3 Before-and-Afters That Prove Any Bad Haircut Can Be Saved
Liz Hagelthorn, 25, wanted to start her new job as an assistant at Twitter in Palo Alto, California, with a fresh style. So two weeks before her first day, she went to a local salon for a trim of her midlength hair and a few layers around her face. She ended up with a look she describes as "a Carol Brady—Gene Simmons hybrid—somehow it's both a bob and a mullet."
When she saw the finished results in the salon mirror, she cried.
The Counseling Session
According to Garnier celebrity stylist Tommy Buckett, Hagelthorn's problem was wildly uneven layers created with a flagrant disregard for blending. What makes the style especially egregious are its extremes: short pieces on top that form a bouffantlike helmet and long, stringy layers at the bottom that give it that '80s hair-metal vibe. Undaunted, Buckett got down to business, transforming Hagelthorn's shaggy style into an "edgy Debbie Harry bob."
The Happy Outcome
Hagelthorn, who had never worn her hair this short, adores her new cut. "My style is more modern now, and it really suits me."

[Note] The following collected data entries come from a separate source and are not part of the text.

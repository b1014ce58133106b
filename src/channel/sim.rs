//! Simulated channels for testing and demos
//!
//! [`SimulatedChannel`] stands in for a motor or servo without real
//! hardware. Handles are cheap to clone and share state, so a test can keep
//! one handle while the directory owns another.
//!
//! # Features
//!
//! - **Kind-based clamping**: motors clamp to [-1, 1], servos to [0, 1]
//! - **Write log**: every value commanded through [`Channel::write`]
//! - **Operator input**: [`SimulatedChannel::set`] changes the value
//!   without touching the write log, like a driver moving a joystick
//! - **Failure injection**: reads and writes can be made to fail

use crate::error::{ReplayError, Result};
use std::sync::atomic::{AtomicBool, Ordering};
use std::sync::{Arc, Mutex};

use super::{Channel, ChannelKind};

#[derive(Debug)]
struct SimState {
    kind: ChannelKind,
    value: Mutex<f64>,
    writes: Mutex<Vec<f64>>,
    fail_reads: AtomicBool,
    fail_writes: AtomicBool,
}

/// In-memory actuator implementing [`Channel`]
#[derive(Debug, Clone)]
pub struct SimulatedChannel {
    state: Arc<SimState>,
}

impl SimulatedChannel {
    /// Create a simulated channel of the given kind
    pub fn new(kind: ChannelKind, initial: f64) -> Self {
        Self {
            state: Arc::new(SimState {
                kind,
                value: Mutex::new(kind.clamp(initial)),
                writes: Mutex::new(Vec::new()),
                fail_reads: AtomicBool::new(false),
                fail_writes: AtomicBool::new(false),
            }),
        }
    }

    /// Create a simulated drive motor
    pub fn motor(initial: f64) -> Self {
        Self::new(ChannelKind::Motor, initial)
    }

    /// Create a simulated servo
    pub fn servo(initial: f64) -> Self {
        Self::new(ChannelKind::Servo, initial)
    }

    /// Current value
    pub fn value(&self) -> f64 {
        *self.state.value.lock().unwrap_or_else(|e| e.into_inner())
    }

    /// Change the value as operator input would, without logging a write
    pub fn set(&self, value: f64) {
        let clamped = self.state.kind.clamp(value);
        *self.state.value.lock().unwrap_or_else(|e| e.into_inner()) = clamped;
    }

    /// Values commanded through [`Channel::write`], oldest first
    pub fn writes(&self) -> Vec<f64> {
        self.state
            .writes
            .lock()
            .unwrap_or_else(|e| e.into_inner())
            .clone()
    }

    /// Forget the write log
    pub fn clear_writes(&self) {
        self.state
            .writes
            .lock()
            .unwrap_or_else(|e| e.into_inner())
            .clear();
    }

    /// Make subsequent reads fail
    pub fn fail_reads(&self, fail: bool) {
        self.state.fail_reads.store(fail, Ordering::SeqCst);
    }

    /// Make subsequent writes fail
    pub fn fail_writes(&self, fail: bool) {
        self.state.fail_writes.store(fail, Ordering::SeqCst);
    }
}

impl Channel for SimulatedChannel {
    fn read(&self) -> Result<f64> {
        if self.state.fail_reads.load(Ordering::SeqCst) {
            return Err(ReplayError::Config("simulated read fault".to_string()));
        }
        Ok(self.value())
    }

    fn write(&self, value: f64) -> Result<()> {
        if self.state.fail_writes.load(Ordering::SeqCst) {
            return Err(ReplayError::Config("simulated write fault".to_string()));
        }
        self.set(value);
        self.state
            .writes
            .lock()
            .unwrap_or_else(|e| e.into_inner())
            .push(value);
        Ok(())
    }

    fn kind(&self) -> ChannelKind {
        self.state.kind
    }
}
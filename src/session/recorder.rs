//! Recorder that captures a machine's state trajectory as delta rows

use std::sync::Arc;
use std::time::Duration;

use crate::channel::{ChannelDirectory, Snapshot};
use crate::error::{ReplayError, Result};
use crate::history::{HistoryRow, HistoryTable};
use crate::timing::{Clock, MonotonicClock};

/// Watches every channel of a directory and logs what changed and when
///
/// Call [`Recorder::update`] from the host's control loop whenever the
/// state may have changed. When any channel differs from the last observed
/// state, the recorder appends a row holding the *previous* state for the
/// time it was active, then starts timing the new state.
///
/// The state active when [`Recorder::finish`] is called has no closing
/// change, so it is not part of the returned table.
pub struct Recorder<'d> {
    /// Channels being watched
    channels: &'d ChannelDirectory,
    /// Time source for hold durations
    clock: Arc<dyn Clock>,
    /// Accumulated history
    table: HistoryTable,
    /// State observed at the last change
    previous: Snapshot,
    /// Baseline captured when the channels were registered
    initial: Snapshot,
    /// Clock reading at the last emitted row (or at start)
    mark: Duration,
    /// Minimum difference that counts as a change (0.0 = exact)
    tolerance: f64,
}

impl std::fmt::Debug for Recorder<'_> {
    fn fmt(&self, f: &mut std::fmt::Formatter<'_>) -> std::fmt::Result {
        f.debug_struct("Recorder")
            .field("rows", &self.table.row_count())
            .field("previous", &self.previous)
            .field("tolerance", &self.tolerance)
            .finish()
    }
}

impl<'d> Recorder<'d> {
    /// Start recording with a real-time clock
    pub fn start(channels: &'d ChannelDirectory) -> Result<Self> {
        Self::start_with_clock(channels, Arc::new(MonotonicClock::new()))
    }

    /// Start recording with the given clock
    pub fn start_with_clock(channels: &'d ChannelDirectory, clock: Arc<dyn Clock>) -> Result<Self> {
        if channels.is_empty() {
            tracing::error!("Could not start recording: the machine has no channels");
            return Err(ReplayError::EmptyChannelSet);
        }

        tracing::info!("Recording {} channels", channels.len());

        let table = HistoryTable::for_channels(channels.names());
        let previous = channels.snapshot()?;
        let mark = clock.now();

        Ok(Self {
            channels,
            clock,
            table,
            previous,
            initial: channels.baseline().clone(),
            mark,
            tolerance: 0.0,
        })
    }

    /// Ignore changes no larger than `tolerance`
    pub fn with_tolerance(mut self, tolerance: f64) -> Self {
        self.tolerance = tolerance.abs();
        self
    }

    /// Sample every channel and append a row if the state changed
    ///
    /// Returns whether a row was appended. On a read failure nothing is
    /// recorded and the error is returned to the caller.
    pub fn update(&mut self) -> Result<bool> {
        let current = self.channels.snapshot()?;

        if !self.state_changed(&current) {
            tracing::trace!(
                "Same state found, skipping ({} rows)",
                self.table.row_count()
            );
            return Ok(false);
        }

        let now = self.clock.now();
        self.emit_previous(now)?;
        self.previous = current;
        Ok(true)
    }

    /// Stop recording and return the history
    ///
    /// The state that was active when this is called is dropped; see
    /// [`Recorder::finish_with_flush`] to keep it.
    pub fn finish(self) -> HistoryTable {
        tracing::info!(
            "Recording finished with {} rows ({} ms)",
            self.table.row_count(),
            self.table.total_duration().as_millis()
        );
        self.table
    }

    /// Stop recording, closing the active state with its elapsed time
    pub fn finish_with_flush(mut self) -> Result<HistoryTable> {
        self.update()?;
        let now = self.clock.now();
        self.emit_previous(now)?;
        Ok(self.finish())
    }

    /// The history recorded so far
    pub fn table(&self) -> &HistoryTable {
        &self.table
    }

    /// Number of rows recorded so far
    pub fn row_count(&self) -> usize {
        self.table.row_count()
    }

    /// Baseline to restore after playing this recording back
    pub fn initial_values(&self) -> &Snapshot {
        &self.initial
    }

    /// Time the current state has been held
    pub fn elapsed_since_change(&self) -> Duration {
        self.clock.now().saturating_sub(self.mark)
    }

    fn state_changed(&self, current: &Snapshot) -> bool {
        self.previous
            .iter()
            .zip(current.iter())
            .any(|((name, prev), (_, cur))| {
                let changed = if self.tolerance > 0.0 {
                    (cur - prev).abs() > self.tolerance
                } else {
                    cur != prev
                };
                if changed {
                    tracing::debug!("{} changed from {} to {}", name, prev, cur);
                }
                changed
            })
    }

    fn emit_previous(&mut self, now: Duration) -> Result<()> {
        let elapsed = now.saturating_sub(self.mark).as_millis() as u64;
        self.table
            .append_row(HistoryRow::new(elapsed, self.previous.values()))?;
        self.mark = now;

        tracing::debug!(
            "Recorded row {}: held for {} ms",
            self.table.row_count(),
            elapsed
        );
        Ok(())
    }
}
//! Common test utilities and helpers

#![allow(dead_code)] // Test utilities may not all be used in every test file

pub mod builders;
pub mod trace;

use std::time::Duration;

/// Create a test timeout duration
pub fn test_timeout() -> Duration {
    Duration::from_millis(100)
}

//! Configuration module for stateplay-rs
//!
//! The configuration is a single TOML file with three sections:
//!
//! ```toml
//! [recording]
//! history_dir = "/home/driver/.local/share/stateplay-rs/history"
//! file_prefix = "robotRec-"
//! timestamp_format = "%y%m%d_%H%M%S"
//! file_extension = "txt"
//! change_tolerance = 0.0
//!
//! [playback]
//! speed = 1.0
//!
//! [logging]
//! filter = "info,stateplay_rs=debug"
//! ```
//!
//! Every field is optional; missing fields take their defaults.
//!
//! # Locations
//!
//! The config file path is taken from the `STATEPLAY_CONFIG` environment
//! variable, or else the platform config directory:
//! - **Linux**: `~/.config/stateplay-rs/config.toml`
//! - **macOS**: `~/Library/Application Support/stateplay-rs/config.toml`
//! - **Windows**: `%APPDATA%\stateplay-rs\config.toml`
//!
//! Recordings default to `<platform data dir>/stateplay-rs/history`.

pub mod settings;

pub use settings::*;

use crate::error::{ReplayError, Result};
use serde::{Deserialize, Serialize};
use std::path::{Path, PathBuf};

/// Application identifier for config and data directories
pub const APP_ID: &str = "stateplay-rs";

/// Config filename
pub const CONFIG_FILE: &str = "config.toml";

/// Environment variable overriding the config file path
pub const CONFIG_ENV: &str = "STATEPLAY_CONFIG";

// ==================== App Directories ====================

/// Get the application data directory path
pub fn app_data_dir() -> Option<PathBuf> {
    dirs_next::data_dir().map(|p| p.join(APP_ID))
}

/// Default directory for recordings
///
/// Falls back to `./history` when the platform has no data directory.
pub fn default_history_dir() -> PathBuf {
    app_data_dir()
        .map(|p| p.join("history"))
        .unwrap_or_else(|| PathBuf::from("history"))
}

/// Get the default config file path
pub fn default_config_path() -> Option<PathBuf> {
    dirs_next::config_dir().map(|p| p.join(APP_ID).join(CONFIG_FILE))
}

// ==================== App Config ====================

/// Top-level application configuration
#[derive(Debug, Clone, PartialEq, Default, Serialize, Deserialize)]
#[serde(default)]
pub struct AppConfig {
    /// Recording settings
    pub recording: RecordingConfig,
    /// Playback settings
    pub playback: PlaybackConfig,
    /// Logging settings
    pub logging: LoggingConfig,
}

impl AppConfig {
    /// Path the config is read from: `STATEPLAY_CONFIG`, else the platform default
    pub fn resolve_path() -> Result<PathBuf> {
        if let Some(path) = std::env::var_os(CONFIG_ENV).filter(|p| !p.is_empty()) {
            return Ok(PathBuf::from(path));
        }
        default_config_path()
            .ok_or_else(|| ReplayError::Config("Could not determine config directory".to_string()))
    }

    /// Load a config file from disk
    pub fn load(path: impl AsRef<Path>) -> Result<Self> {
        let path = path.as_ref();
        let content = std::fs::read_to_string(path).map_err(|e| {
            ReplayError::Config(format!("Failed to read config file {:?}: {}", path, e))
        })?;

        toml::from_str(&content).map_err(|e| {
            ReplayError::Config(format!("Failed to parse config file {:?}: {}", path, e))
        })
    }

    /// Load a config file, returning defaults if it is missing or invalid
    pub fn load_or_default(path: impl AsRef<Path>) -> Self {
        let path = path.as_ref();
        if !path.exists() {
            tracing::debug!("No config at {:?}, using defaults", path);
            return Self::default();
        }

        Self::load(path).unwrap_or_else(|e| {
            tracing::warn!("Failed to load config, using defaults: {}", e);
            Self::default()
        })
    }

    /// Save config to disk as TOML
    pub fn save(&self, path: impl AsRef<Path>) -> Result<()> {
        let path = path.as_ref();

        if let Some(parent) = path.parent() {
            std::fs::create_dir_all(parent).map_err(|e| {
                ReplayError::Config(format!("Failed to create config directory: {}", e))
            })?;
        }

        let content = toml::to_string_pretty(self)
            .map_err(|e| ReplayError::Config(format!("Failed to serialize config: {}", e)))?;

        std::fs::write(path, content).map_err(|e| {
            ReplayError::Config(format!("Failed to write config file {:?}: {}", path, e))
        })
    }
}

Tommy Buckett cut five inches off the back and one inch from the sides, so the overall length was less jarring with the short front sections. "This will make the cut easier to grow out," he says.
Once the longest layers were gone and the cut was more balanced, Buckett thinned some weight from the top to make it lighter there and fuller on the sides. "Liz didn't need any more layers," he says. "But she did need to blend the ones she had so they didn't seem like separate haircuts."
To complement the choppiness on the top, Buckett made all the ends more piecey by cutting into the hair shaft at an angle. A hit of texture spray accentuated the "lived-in look."